A major cultural shift happened between the 1980s and the 2000s. Sadness had once been more commonly understood as a response to life events such as loss, loneliness, conflict, or disappointment. Joanna Moncrieff remembers going through a period of deep distress as a teenager and recovering through changes in her surroundings and relationships, not through medication. Later, many people in similar situations were told instead that their brains were malfunctioning and needed drugs.
This new story did more than explain distress. It changed how people saw themselves. Mark Horowitz, after years of bullying and isolation, was told he had a brain disorder and was prescribed medication after medication.

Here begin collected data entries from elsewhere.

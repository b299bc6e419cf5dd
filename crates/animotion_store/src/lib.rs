//! Animotion State
//!
//! Single-owner stores that hold the configuration being edited and a bounded
//! history of generated results.
//!
//! # Overview
//!
//! - [`AnimationStore`]: the animation being edited plus preview state; CSS is
//!   derived on read
//! - [`GradientStore`]: the gradient being edited; CSS is regenerated eagerly
//!   after every mutation
//! - [`History`]: newest-first list of `(config, css)` snapshots. The animation
//!   variant keeps everything, the gradient variant is capped at
//!   [`MAX_GRADIENT_HISTORY`] and skips duplicate CSS
//! - [`PersistentHistory`]: load-at-init / save-on-mutation around a
//!   [`History`] and a [`Storage`] backend
//!
//! # Quick Start
//!
//! ```rust
//! use animotion_store::{AnimationHistory, AnimationStore};
//!
//! let mut store = AnimationStore::new();
//! store.set_name("grow");
//! store.set_duration(750);
//!
//! let mut history = AnimationHistory::new();
//! history.add_item(Some(store.config().name.clone()), store.config().clone(), store.css());
//!
//! assert_eq!(history.len(), 1);
//! assert!(history.items()[0].css.contains("@keyframes grow"));
//! ```
//!
//! Every store accepts change subscriptions. Callbacks run synchronously after
//! the mutation has been applied:
//!
//! ```rust
//! use std::cell::Cell;
//! use std::rc::Rc;
//! use animotion_store::GradientStore;
//!
//! let changes = Rc::new(Cell::new(0));
//! let mut store = GradientStore::new();
//! let seen = changes.clone();
//! store.subscribe(move |_| seen.set(seen.get() + 1));
//!
//! store.set_angle(180.0);
//! assert_eq!(changes.get(), 1);
//! assert!(store.css().contains("180deg"));
//! ```

mod animation;
mod error;
mod gradient;
mod history;
mod persist;
mod storage;
mod subscribers;

pub use animation::{AnimationConfigPatch, AnimationStore, KeyframePatch};
pub use error::StoreError;
pub use gradient::{ColorStopPatch, GradientStore};
pub use history::{
    AnimationHistory, AnimationHistoryPolicy, GradientHistory, GradientHistoryPolicy, History,
    HistoryItem, HistoryPolicy, MAX_GRADIENT_HISTORY,
};
pub use persist::{PersistentAnimationHistory, PersistentGradientHistory, PersistentHistory};
pub use storage::{FileStorage, MemoryStorage, Storage};
pub use subscribers::{SubscriptionId, Subscribers};

/// Storage key of the animation history
pub const ANIMATION_HISTORY_KEY: &str = "animotion-history";

/// Storage key of the gradient history
pub const GRADIENT_HISTORY_KEY: &str = "animotion-gradient-history";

Rather than restoring him, the drugs brought fatigue, memory problems, and severe withdrawal when he tried to stop. His experience shows how a temporary human crisis can become a long medical journey once it is framed as a chemical defect.
The spread of this theory served practical interests. Psychiatry gained the appearance of having precise medical treatments, and drug companies gained a huge market. After older tranquilizers became tainted by concerns about dependence, antidepressants were promoted as something entirely different: not sedatives or emotional suppressants, but targeted medicines correcting a biological fault. That rebranding helped turn ordinary suffering into a reason for long-term prescribing.
The result was an enormous rise in antidepressant use, even though the chemical imbalance claim remained unproven. People were encouraged to think of themselves as patients with faulty brains rather than individuals reacting to difficult lives. That shift shaped treatment, public attitudes, and personal identity. It also pushed attention away from the conditions that so often drive despair: trauma, poverty, overwork, isolation, and lack of meaning.